### Work item
What lines of the data below hold "CheckOutcome"? Show them.

Collected data
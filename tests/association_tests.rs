use std::sync::Arc;
use std::sync::Mutex;

use async_trait::async_trait;

use remote_assoc::address::ActorAddress;
use remote_assoc::association::Association;
use remote_assoc::config::ClusterSettings;
use remote_assoc::deadletter::{DeadLetterKind, DeadLetterSink};
use remote_assoc::node::{Node, NodeId, UniqueNode};
use remote_assoc::shell::{ClusterShell, HandshakeInitiator, OfferOutcome};
use remote_assoc::transport::Channel;
use remote_assoc::wire::{RejectReason, SerializationContext};

struct NullChannel;

#[async_trait]
impl Channel for NullChannel {
    async fn write_and_flush(&self, _frame: Vec<u8>) -> remote_assoc::error::Result<()> {
        Ok(())
    }

    async fn close(&self) {}
}

struct NoopInitiator;

#[async_trait]
impl HandshakeInitiator for NoopInitiator {
    async fn initiate_handshake(&self, _local: UniqueNode, _target: UniqueNode) {}
}

struct RecordingDeadLetters {
    received: Mutex<Vec<ActorAddress>>,
}

impl RecordingDeadLetters {
    fn new() -> Self {
        RecordingDeadLetters { received: Mutex::new(Vec::new()) }
    }
}

#[async_trait]
impl DeadLetterSink for RecordingDeadLetters {
    async fn dead_letter(&self, _underlying: DeadLetterKind, recipient: &ActorAddress) {
        self.received.lock().unwrap().push(recipient.clone());
    }
}

struct FixedCtx(UniqueNode);

impl SerializationContext for FixedCtx {
    fn local_node(&self) -> &UniqueNode {
        &self.0
    }
}

fn unique(host: &str, port: u16, nid: u32) -> UniqueNode {
    UniqueNode::new(Node::new("sact-test", host, port), NodeId::from(nid))
}

fn shell_for(self_node: UniqueNode) -> ClusterShell {
    ClusterShell::new(
        self_node,
        ClusterSettings::default(),
        Arc::new(RecordingDeadLetters::new()),
        Arc::new(NoopInitiator),
    )
}

// Scenario 2: concurrent handshake tie-break. Node A and Node B offer to
// each other at the same time; exactly one side's inbound offer is
// accepted, and the loser is the one with the lexicographically larger
// UniqueNode.
#[tokio::test]
async fn concurrent_handshake_tie_break_is_symmetric() {
    let a = unique("host", 1, 0x1111);
    let b = unique("host", 1, 0x2222);

    let shell_a = shell_for(a.clone());
    let shell_b = shell_for(b.clone());

    // both sides have already recorded an outbound attempt toward the
    // other, simulating the race.
    let _ = shell_a.association_for(b.clone());
    let _ = shell_b.association_for(a.clone());

    let ctx_a = FixedCtx(a.clone());
    let ctx_b = FixedCtx(b.clone());

    // B's offer arrives at A.
    let outcome_on_a = shell_a
        .on_inbound_offer(b.clone(), a.clone(), Arc::new(NullChannel), &ctx_a)
        .await;
    // A's offer arrives at B.
    let outcome_on_b = shell_b
        .on_inbound_offer(a.clone(), b.clone(), Arc::new(NullChannel), &ctx_b)
        .await;

    // A has the smaller UniqueNode and wins: A rejects B's inbound offer,
    // B accepts A's.
    assert!(matches!(outcome_on_a, OfferOutcome::Reject(RejectReason::ConcurrentLost)));
    assert!(matches!(outcome_on_b, OfferOutcome::Accept));
}

// Scenario 3: incarnation swap. A new Offer from the same host:port but a
// different NodeID tombstones the stale association and installs a fresh
// one.
#[tokio::test]
async fn incarnation_swap_tombstones_the_old_association() {
    let local = unique("self", 9000, 1);
    let old_remote = unique("1.1.1.1", 7337, 0xAAAA);
    let new_remote = unique("1.1.1.1", 7337, 0xBBBB);

    let shell = shell_for(local.clone());
    let ctx = FixedCtx(local.clone());

    let outcome = shell
        .on_inbound_offer(old_remote.clone(), local.clone(), Arc::new(NullChannel), &ctx)
        .await;
    assert!(matches!(outcome, OfferOutcome::Accept));
    assert_eq!(shell.association_count(), 1);

    let outcome = shell
        .on_inbound_offer(new_remote.clone(), local.clone(), Arc::new(NullChannel), &ctx)
        .await;
    assert!(matches!(outcome, OfferOutcome::Accept));

    assert_eq!(shell.association_count(), 1);
    assert_eq!(shell.tombstone_count(), 1);
}

// Scenario 4 (end to end through the public API): a send on a tombstoned
// association is dead-lettered and its promise fails.
#[tokio::test]
async fn send_after_termination_dead_letters() {
    let local = unique("self", 9000, 1);
    let remote = unique("peer", 7337, 2);
    let sink = Arc::new(RecordingDeadLetters::new());
    let assoc = Association::new_associating(local.clone(), remote.clone(), sink.clone());

    let terminated = assoc.terminate(ClusterSettings::default().association_tombstone_ttl).await;
    assert_eq!(terminated.remote_node, remote);

    let ctx = FixedCtx(local);
    let recipient = ActorAddress::new(Some(remote), vec!["user".into(), "x".into()], 0);
    let (tx, rx) = oneshot::channel();
    assoc
        .send(
            remote_assoc::envelope::TransportEnvelope::user(b"hi".to_vec(), recipient.clone(), Some(tx)),
            &ctx,
        )
        .await;

    assert!(rx.recv().unwrap().is_err());
    assert_eq!(sink.received.lock().unwrap().as_slice(), &[recipient]);
}
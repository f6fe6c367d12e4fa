//! The duplex byte channel abstraction an association writes frames to.
//!
//! The concrete transport (TCP, TLS, an in-memory pipe for tests) is a
//! collaborator outside this crate's scope; this trait is the seam.

use async_trait::async_trait;

use crate::error::Result;

/// A channel capable of writing and flushing a single frame.
///
/// Implementations are expected to serialize concurrent writes internally;
/// an `Association` may call `write_and_flush` from any thread that holds
/// its lock.
#[async_trait]
pub trait Channel: Send + Sync {
    async fn write_and_flush(&self, frame: Vec<u8>) -> Result<()>;

    /// Closes the channel. Called once on association termination.
    async fn close(&self);
}
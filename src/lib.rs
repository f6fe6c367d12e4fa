//! Association subsystem for the remote transport of a distributed actor
//! runtime: node identity, the handshake protocol, the association state
//! machine, and the cluster shell that owns both.

pub mod address;
pub mod association;
pub mod config;
pub mod deadletter;
pub mod envelope;
pub mod error;
pub mod handshake;
pub mod node;
pub mod queue;
pub mod shell;
pub mod tombstone;
pub mod transport;
pub mod wire;
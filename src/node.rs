//! Node identity: the network endpoint a remote system listens on, plus the
//! random incarnation tag that distinguishes one run of that system from
//! the next.

use std::fmt;

use rand_core::{OsRng, RngCore};

/// A network endpoint a remote actor system listens on.
///
/// Two `Node`s are equal iff all four fields match; `host:port` alone is
/// not a stable identity, since a dead process's address can be reused by
/// an unrelated one (see [`UniqueNode`]).
#[derive(Debug, Clone, Eq, PartialEq, Ord, PartialOrd, Hash)]
pub struct Node {
    pub protocol: String,
    pub system_name: String,
    pub host: String,
    pub port: u16,
}

impl Node {
    pub fn new(system_name: impl Into<String>, host: impl Into<String>, port: u16) -> Self {
        Node {
            protocol: "sact".to_owned(),
            system_name: system_name.into(),
            host: host.into(),
            port,
        }
    }
}

impl fmt::Display for Node {
    fn fmt(&self, f: &mut fmt::Formatter<'_>) -> fmt::Result {
        write!(f, "{}://{}@{}:{}", self.protocol, self.system_name, self.host, self.port)
    }
}

/// A 32-bit incarnation tag, drawn once per process run from a
/// cryptographic-quality RNG.
#[derive(Debug, Copy, Clone, Eq, PartialEq, Ord, PartialOrd, Hash)]
#[repr(transparent)]
pub struct NodeId(u32);

impl NodeId {
    /// Draws a fresh, random incarnation tag.
    pub fn random() -> Self {
        NodeId(OsRng.next_u32())
    }
}

impl From<u32> for NodeId {
    #[inline]
    fn from(id: u32) -> NodeId {
        NodeId(id)
    }
}

impl From<NodeId> for u32 {
    #[inline]
    fn from(id: NodeId) -> u32 {
        id.0
    }
}

impl fmt::Display for NodeId {
    fn fmt(&self, f: &mut fmt::Formatter<'_>) -> fmt::Result {
        write!(f, "{:#010x}", self.0)
    }
}

/// A [`Node`] paired with its incarnation. This, not `Node` alone, is the
/// identity an [`crate::association::Association`] is keyed by.
#[derive(Debug, Clone, Eq, PartialEq, Ord, PartialOrd, Hash)]
pub struct UniqueNode {
    pub node: Node,
    pub nid: NodeId,
}

impl UniqueNode {
    pub fn new(node: Node, nid: NodeId) -> Self {
        UniqueNode { node, nid }
    }

    /// The tuple tie-break order used to resolve concurrent handshakes:
    /// `(protocol, systemName, host, port, nid)`, lexicographic.
    fn tie_break_key(&self) -> (&str, &str, &str, u16, u32) {
        (
            &self.node.protocol,
            &self.node.system_name,
            &self.node.host,
            self.node.port,
            self.nid.0,
        )
    }

    /// Whether `self` wins tie-breaking against `other` (i.e. should proceed
    /// as the surviving handshake initiator when two offers race).
    pub fn wins_tie_break_against(&self, other: &UniqueNode) -> bool {
        self.tie_break_key() < other.tie_break_key()
    }
}

impl fmt::Display for UniqueNode {
    fn fmt(&self, f: &mut fmt::Formatter<'_>) -> fmt::Result {
        write!(f, "{}#{}", self.node, self.nid)
    }
}

#[cfg(test)]
mod tests {
    use super::*;

    #[test]
    fn tie_break_is_antisymmetric() {
        let a = UniqueNode::new(Node::new("sys", "host", 1), NodeId::from(0x1111));
        let b = UniqueNode::new(Node::new("sys", "host", 1), NodeId::from(0x2222));

        assert!(a.wins_tie_break_against(&b));
        assert!(!b.wins_tie_break_against(&a));
    }
}
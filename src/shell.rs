//! The cluster shell: single owner of the association map and the
//! tombstone set, and the arbiter of concurrent handshakes.

use std::collections::HashMap;
use std::sync::Arc;
use std::time::Instant;

use async_trait::async_trait;
use parking_lot::Mutex;
use tracing::{debug, warn};

use crate::association::Association;
use crate::config::ClusterSettings;
use crate::deadletter::DeadLetterSink;
use crate::handshake::Handshake;
use crate::node::UniqueNode;
use crate::tombstone::Tombstone;
use crate::transport::Channel;
use crate::wire::{RejectReason, SerializationContext};

/// Dials a peer and drives the outbound side of a handshake to completion.
///
/// This is the transport collaborator: opening the connection, writing the
/// Offer frame, and reading back Accept/Reject are outside this crate's
/// scope. An implementation is expected to eventually call
/// [`ClusterShell::on_handshake_completed`] or
/// [`ClusterShell::on_handshake_rejected`] with the outcome.
#[async_trait]
pub trait HandshakeInitiator: Send + Sync {
    async fn initiate_handshake(&self, local: UniqueNode, target: UniqueNode);
}

/// The outcome of arbitrating an inbound Offer, as decided by
/// [`ClusterShell::on_inbound_offer`]. The caller (the transport's accept
/// loop) is responsible for writing the corresponding Accept/Reject frame.
pub enum OfferOutcome {
    Accept,
    Reject(RejectReason),
}

struct ShellState {
    associations: HashMap<UniqueNode, Arc<Association>>,
    tombstones: HashMap<UniqueNode, Tombstone>,
    handshakes: HashMap<UniqueNode, Handshake>,
}

/// Owns every association this node has with its peers.
pub struct ClusterShell {
    self_node: UniqueNode,
    settings: ClusterSettings,
    dead_letters: Arc<dyn DeadLetterSink>,
    initiator: Arc<dyn HandshakeInitiator>,
    state: Mutex<ShellState>,
}

impl ClusterShell {
    pub fn new(
        self_node: UniqueNode,
        settings: ClusterSettings,
        dead_letters: Arc<dyn DeadLetterSink>,
        initiator: Arc<dyn HandshakeInitiator>,
    ) -> Self {
        ClusterShell {
            self_node,
            settings,
            dead_letters,
            initiator,
            state: Mutex::new(ShellState {
                associations: HashMap::new(),
                tombstones: HashMap::new(),
                handshakes: HashMap::new(),
            }),
        }
    }

    pub fn self_node(&self) -> &UniqueNode {
        &self.self_node
    }

    /// Returns the association for `remote`, creating it (and kicking off
    /// a handshake) if this is the first time it's been looked up, or
    /// returning an already-tombstoned association if `remote` is barred.
    pub fn association_for(&self, remote: UniqueNode) -> Arc<Association> {
        let mut guard = self.state.lock();

        if guard.tombstones.contains_key(&remote) {
            return Arc::new(Association::new_tombstoned(
                self.self_node.clone(),
                remote,
                Arc::clone(&self.dead_letters),
            ));
        }

        if let Some(assoc) = guard.associations.get(&remote) {
            return Arc::clone(assoc);
        }

        let assoc = Arc::new(Association::new_associating(
            self.self_node.clone(),
            remote.clone(),
            Arc::clone(&self.dead_letters),
        ));
        guard.associations.insert(remote.clone(), Arc::clone(&assoc));
        guard
            .handshakes
            .insert(remote.clone(), Handshake::initiate(self.self_node.clone(), remote.clone()));
        drop(guard);

        let initiator = Arc::clone(&self.initiator);
        let local = self.self_node.clone();
        tokio::spawn(async move {
            initiator.initiate_handshake(local, remote).await;
        });

        assoc
    }

    /// Arbitrates an inbound Offer from `sender` addressed to `target`,
    /// per the rules in the handshake protocol: wrong-target, tombstoned,
    /// duplicate, concurrent-lost, and stale-incarnation all reject; a
    /// clean new attempt (or the winning side of a tie-break) accepts and
    /// installs `channel`.
    pub async fn on_inbound_offer(
        &self,
        sender: UniqueNode,
        target: UniqueNode,
        channel: Arc<dyn Channel>,
        ctx: &dyn SerializationContext,
    ) -> OfferOutcome {
        if target != self.self_node {
            warn!(%sender, %target, "offer targeted at a different node, rejecting");
            return OfferOutcome::Reject(RejectReason::WrongTarget);
        }

        enum Action {
            Reject(RejectReason),
            Accept { assoc: Arc<Association>, stale: Option<Arc<Association>> },
        }

        let action = {
            let mut guard = self.state.lock();

            if guard.tombstones.contains_key(&sender) {
                Action::Reject(RejectReason::Tombstoned)
            } else if guard.handshakes.contains_key(&sender) {
                if self.self_node.wins_tie_break_against(&sender) {
                    debug!(%sender, "concurrent handshake, we win the tie-break");
                    Action::Reject(RejectReason::ConcurrentLost)
                } else {
                    debug!(%sender, "concurrent handshake, we lose the tie-break, accepting inbound");
                    guard.handshakes.remove(&sender);
                    let stale = guard.associations.remove(&sender);
                    let assoc = Arc::new(Association::new_associating(
                        self.self_node.clone(),
                        sender.clone(),
                        Arc::clone(&self.dead_letters),
                    ));
                    guard.associations.insert(sender.clone(), Arc::clone(&assoc));
                    Action::Accept { assoc, stale }
                }
            } else if let Some(stale_key) = guard
                .associations
                .keys()
                .find(|k| k.node == sender.node && **k != sender)
                .cloned()
            {
                debug!(old = %stale_key, new = %sender, "incarnation swap, tombstoning stale association");
                let stale = guard.associations.remove(&stale_key);
                let assoc = Arc::new(Association::new_associating(
                    self.self_node.clone(),
                    sender.clone(),
                    Arc::clone(&self.dead_letters),
                ));
                guard.associations.insert(sender.clone(), Arc::clone(&assoc));
                Action::Accept { assoc, stale }
            } else if guard.associations.contains_key(&sender) {
                Action::Reject(RejectReason::Duplicate)
            } else {
                let assoc = Arc::new(Association::new_associating(
                    self.self_node.clone(),
                    sender.clone(),
                    Arc::clone(&self.dead_letters),
                ));
                guard.associations.insert(sender.clone(), Arc::clone(&assoc));
                Action::Accept { assoc, stale: None }
            }
        };

        match action {
            Action::Reject(reason) => OfferOutcome::Reject(reason),
            Action::Accept { assoc, stale } => {
                if let Some(stale) = stale {
                    let tombstone = stale.terminate(self.settings.association_tombstone_ttl).await;
                    self.state.lock().tombstones.insert(tombstone.remote_node.clone(), tombstone);
                }
                assoc.complete_association(channel, ctx).await;
                OfferOutcome::Accept
            }
        }
    }

    /// Called by the initiating side once its Offer has been Accepted.
    pub async fn on_handshake_completed(&self, remote: UniqueNode, channel: Arc<dyn Channel>, ctx: &dyn SerializationContext) {
        let assoc = {
            let mut guard = self.state.lock();
            guard.handshakes.remove(&remote);
            guard.associations.get(&remote).cloned()
        };
        match assoc {
            Some(assoc) => assoc.complete_association(channel, ctx).await,
            None => channel.close().await,
        }
    }

    /// Called by the initiating side when its Offer is Rejected (or times out).
    pub async fn on_handshake_rejected(&self, remote: UniqueNode, reason: RejectReason) {
        warn!(%remote, ?reason, "handshake rejected");
        let assoc = {
            let mut guard = self.state.lock();
            guard.handshakes.remove(&remote);
            guard.associations.remove(&remote)
        };
        if let Some(assoc) = assoc {
            let tombstone = assoc.terminate(self.settings.association_tombstone_ttl).await;
            self.state.lock().tombstones.insert(tombstone.remote_node.clone(), tombstone);
        }
    }

    /// Removes tombstones whose deadline has passed as of `now`.
    pub fn reap_tombstones(&self, now: Instant) {
        let mut guard = self.state.lock();
        let before = guard.tombstones.len();
        guard.tombstones.retain(|_, t| !t.has_expired(now));
        let reaped = before - guard.tombstones.len();
        if reaped > 0 {
            debug!(reaped, "reaped expired tombstones");
        }
    }

    /// Terminates every association, tombstoning each. Called on cluster
    /// shutdown so in-flight sends dead-letter rather than hang.
    pub async fn shutdown(&self) {
        let associations: Vec<Arc<Association>> = {
            let guard = self.state.lock();
            guard.associations.values().cloned().collect()
        };
        for assoc in associations {
            let remote = assoc.remote_node.clone();
            let tombstone = assoc.terminate(self.settings.association_tombstone_ttl).await;
            self.state.lock().tombstones.insert(remote, tombstone);
        }
    }

    /// Number of live associations currently tracked. Mostly useful for
    /// diagnostics and tests.
    pub fn association_count(&self) -> usize {
        self.state.lock().associations.len()
    }

    /// Number of tombstones currently tracked.
    pub fn tombstone_count(&self) -> usize {
        self.state.lock().tombstones.len()
    }
}

#[cfg(test)]
mod tests {
    use super::*;
    use crate::node::{Node, NodeId};
    use std::time::Duration;

    struct NoopInitiator;
    #[async_trait]
    impl HandshakeInitiator for NoopInitiator {
        async fn initiate_handshake(&self, _local: UniqueNode, _target: UniqueNode) {}
    }

    struct NoopDeadLetters;
    #[async_trait]
    impl DeadLetterSink for NoopDeadLetters {
        async fn dead_letter(&self, _underlying: crate::deadletter::DeadLetterKind, _recipient: &crate::address::ActorAddress) {}
    }

    struct FixedCtx(UniqueNode);
    impl SerializationContext for FixedCtx {
        fn local_node(&self) -> &UniqueNode {
            &self.0
        }
    }

    fn node(nid: u32) -> UniqueNode {
        UniqueNode::new(Node::new("sys", "host", 7337), NodeId::from(nid))
    }

    struct NullChannel;
    #[async_trait]
    impl Channel for NullChannel {
        async fn write_and_flush(&self, _frame: Vec<u8>) -> crate::error::Result<()> {
            Ok(())
        }
        async fn close(&self) {}
    }

    #[tokio::test]
    async fn tombstone_expiry_allows_new_handshake() {
        let remote = node(0x2222);
        let ctx = FixedCtx(node(0x1111));

        let mut settings = ClusterSettings::default();
        settings.association_tombstone_ttl = Duration::from_millis(10);
        let shell = ClusterShell::new(node(0x1111), settings, Arc::new(NoopDeadLetters), Arc::new(NoopInitiator));

        let channel: Arc<dyn Channel> = Arc::new(NullChannel);
        let outcome = shell.on_inbound_offer(remote.clone(), node(0x1111), channel, &ctx).await;
        assert!(matches!(outcome, OfferOutcome::Accept));
        assert_eq!(shell.association_count(), 1);

        shell.on_handshake_rejected(remote.clone(), RejectReason::Other).await;
        assert_eq!(shell.tombstone_count(), 1);
        assert_eq!(shell.association_count(), 0);

        tokio::time::sleep(Duration::from_millis(15)).await;
        shell.reap_tombstones(Instant::now());
        assert_eq!(shell.tombstone_count(), 0);

        let channel: Arc<dyn Channel> = Arc::new(NullChannel);
        let outcome = shell.on_inbound_offer(remote.clone(), node(0x1111), channel, &ctx).await;
        assert!(matches!(outcome, OfferOutcome::Accept));
    }
}
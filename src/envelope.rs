//! Transport envelopes: the unit that crosses the wire, and the only thing
//! an [`crate::association::Association`] knows how to route.

use crate::address::ActorAddress;
use crate::error::Error;

/// Completion notifier handed back to a caller of `send`. Resolves when the
/// envelope's bytes are flushed to the channel, or fails if the envelope is
/// dead-lettered instead.
pub type Promise = oneshot::Sender<Result<(), Error>>;

/// System-level control messages, distinct from user payloads.
#[derive(Debug, Clone, Eq, PartialEq)]
pub enum SystemMessage {
    Watch { watchee: ActorAddress, watcher: ActorAddress },
    Terminated { actor_ref: ActorAddress, existence_confirmed: bool, address_terminated: bool },
}

/// The envelope that flows through an association: either a user message
/// bound for some actor, or a system message.
pub enum TransportEnvelope {
    User {
        payload: Vec<u8>,
        recipient: ActorAddress,
        promise: Option<Promise>,
    },
    System {
        message: SystemMessage,
        recipient: ActorAddress,
    },
}

impl TransportEnvelope {
    pub fn user(payload: Vec<u8>, recipient: ActorAddress, promise: Option<Promise>) -> Self {
        TransportEnvelope::User { payload, recipient, promise }
    }

    pub fn system(message: SystemMessage, recipient: ActorAddress) -> Self {
        TransportEnvelope::System { message, recipient }
    }

    pub fn recipient(&self) -> &ActorAddress {
        match self {
            TransportEnvelope::User { recipient, .. } => recipient,
            TransportEnvelope::System { recipient, .. } => recipient,
        }
    }

    /// Fails the envelope's promise, if any, with `err`. No-op for system
    /// envelopes and for user envelopes that were sent without a promise.
    pub fn fail(self, err: Error) {
        if let TransportEnvelope::User { promise: Some(p), .. } = self {
            let _ = p.send(Err(err));
        }
    }
}
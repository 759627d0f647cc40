//! Health SMS Probe - 单次HTTP健康检测与短信通知
//!
//! 每次调用：
//! - 对目标URL发起一次 GET 请求
//! - 按期望状态码对结果分类
//! - 通过 AWS SNS 发送一条短信描述结果
//!
//! 任何失败都只记录日志，调用本身总是正常结束。

pub mod cli;
pub mod config;
pub mod error;
pub mod health;
pub mod logging;
pub mod notification;

// 重新导出主要类型
pub use config::{CheckTarget, NotificationTarget, ProbeConfig};
pub use error::AppError;
pub use health::{CheckOutcome, EvaluationReport, HealthCheckEvaluator};
pub use notification::{NotificationSender, SnsSender};

/// 应用程序版本信息
pub const VERSION: &str = env!("CARGO_PKG_VERSION");

/// 应用程序名称
pub const APP_NAME: &str = env!("CARGO_PKG_NAME");

/// 应用程序描述
pub const APP_DESCRIPTION: &str = env!("CARGO_PKG_DESCRIPTION");
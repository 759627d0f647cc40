//! 健康检测模块
//!
//! 提供HTTP检测、结果分类和单次调用执行功能

pub mod checker;
pub mod evaluator;
pub mod result;

// 重新导出主要类型
pub use checker::{HealthChecker, HttpHealthChecker, ProbeResponse};
pub use evaluator::HealthCheckEvaluator;
pub use result::{CheckOutcome, DeliveryStatus, EvaluationReport};
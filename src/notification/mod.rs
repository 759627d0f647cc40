//! 通知模块
//!
//! 提供短信发送和消息模板功能

pub mod sender;
pub mod sns;
pub mod template;

// 重新导出主要类型
pub use sender::{DeliveryReceipt, NoOpSender, NotificationSender};
pub use sns::SnsSender;
pub use template::{DefaultTemplate, HandlebarsTemplate, MessageTemplate};
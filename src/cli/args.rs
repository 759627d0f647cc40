//! 命令行参数定义
//!
//! 使用clap定义应用程序的命令行接口，每个参数都可以通过环境变量提供

use crate::config::types::{EXPECTED_RESPONSE_CODE_ENV, PHONE_NUM_ENV, TARGET_URL_ENV};
use crate::config::ConfigOverrides;
use crate::logging::LogConfig;
use clap::{Parser, ValueEnum};
use std::ffi::OsString;
use std::path::PathBuf;

/// Health SMS Probe - 单次HTTP健康检测并通过短信通知结果
#[derive(Parser, Debug, Clone)]
#[command(
    name = "health-sms-probe",
    version = crate::VERSION,
    about = crate::APP_DESCRIPTION,
    long_about = None
)]
pub struct Args {
    /// 目标URL
    #[arg(long, value_name = "URL", help = "要检测的URL", env = TARGET_URL_ENV)]
    pub target_url: Option<String>,

    /// 短信接收号码
    #[arg(long, value_name = "PHONE", help = "短信接收号码", env = PHONE_NUM_ENV)]
    pub phone_number: Option<String>,

    /// 期望状态码
    ///
    /// 保持原始字符串，无法解析时回退到 200
    #[arg(
        long,
        value_name = "CODE",
        help = "期望的HTTP状态码（默认200）",
        env = EXPECTED_RESPONSE_CODE_ENV
    )]
    pub expected_status: Option<String>,

    /// 配置文件路径
    #[arg(
        short,
        long,
        value_name = "FILE",
        help = "配置文件路径（可选）",
        env = "HEALTH_PROBE_CONFIG"
    )]
    pub config: Option<PathBuf>,

    /// 日志级别
    #[arg(
        short,
        long,
        value_enum,
        default_value = "info",
        help = "日志级别",
        env = "HEALTH_PROBE_LOG_LEVEL"
    )]
    pub log_level: LogLevel,

    /// 日志格式
    #[arg(
        long,
        value_enum,
        default_value = "text",
        help = "日志格式",
        env = "HEALTH_PROBE_LOG_FORMAT"
    )]
    pub log_format: LogFormat,

    /// 日志文件路径
    #[arg(
        long,
        value_name = "FILE",
        help = "同时把日志追加写入该文件",
        env = "HEALTH_PROBE_LOG_FILE"
    )]
    pub log_file: Option<PathBuf>,

    /// 关闭控制台日志
    #[arg(short, long, help = "不向标准错误输出日志（可配合 --log-file 使用）")]
    pub quiet: bool,

    /// 演练模式
    #[arg(long, help = "只记录短信内容，不真正发送")]
    pub dry_run: bool,

    /// 报告输出格式
    #[arg(long, value_enum, default_value = "none", help = "检测报告输出格式")]
    pub output: OutputFormat,
}

impl Args {
    /// 命令行/环境变量中的配置覆盖项，空字符串视为未设置
    pub fn overrides(&self) -> ConfigOverrides {
        fn non_empty(value: &Option<String>) -> Option<String> {
            value.clone().filter(|v| !v.is_empty())
        }

        ConfigOverrides {
            target_url: non_empty(&self.target_url),
            phone_number: non_empty(&self.phone_number),
            expected_status: non_empty(&self.expected_status),
        }
    }

    /// 根据参数生成日志配置
    pub fn log_config(&self) -> LogConfig {
        LogConfig {
            level: self.log_level.clone().into(),
            json_format: self.log_format == LogFormat::Json,
            console: !self.quiet,
            file_path: self.log_file.clone(),
            ..Default::default()
        }
    }
}

/// 解析命令行参数，失败时不退出进程
///
/// `--help`/`--version` 的输出和解析错误都写到终端，然后返回 None，
/// 由调用方正常结束
pub fn parse_args<I, T>(args: I) -> Option<Args>
where
    I: IntoIterator<Item = T>,
    T: Into<OsString> + Clone,
{
    match Args::try_parse_from(args) {
        Ok(args) => Some(args),
        Err(e) => {
            if let Err(print_err) = e.print() {
                eprintln!("{e}: {print_err}");
            }
            None
        }
    }
}

/// 日志级别枚举
#[derive(ValueEnum, Clone, Debug, PartialEq)]
pub enum LogLevel {
    /// 调试级别
    Debug,
    /// 信息级别
    Info,
    /// 警告级别
    Warn,
    /// 错误级别
    Error,
}

impl From<LogLevel> for log::LevelFilter {
    fn from(level: LogLevel) -> Self {
        match level {
            LogLevel::Debug => log::LevelFilter::Debug,
            LogLevel::Info => log::LevelFilter::Info,
            LogLevel::Warn => log::LevelFilter::Warn,
            LogLevel::Error => log::LevelFilter::Error,
        }
    }
}

/// 日志格式
#[derive(ValueEnum, Clone, Debug, PartialEq)]
pub enum LogFormat {
    /// 文本
    Text,
    /// JSON
    Json,
}

/// 报告输出格式
#[derive(ValueEnum, Clone, Debug, PartialEq)]
pub enum OutputFormat {
    /// 不输出
    None,
    /// 单行文本
    Text,
    /// JSON
    Json,
}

### Answer space
pub use health::{CheckOutcome, EvaluationReport, HealthCheckEvaluator};
pub use result::{CheckOutcome, DeliveryStatus, EvaluationReport};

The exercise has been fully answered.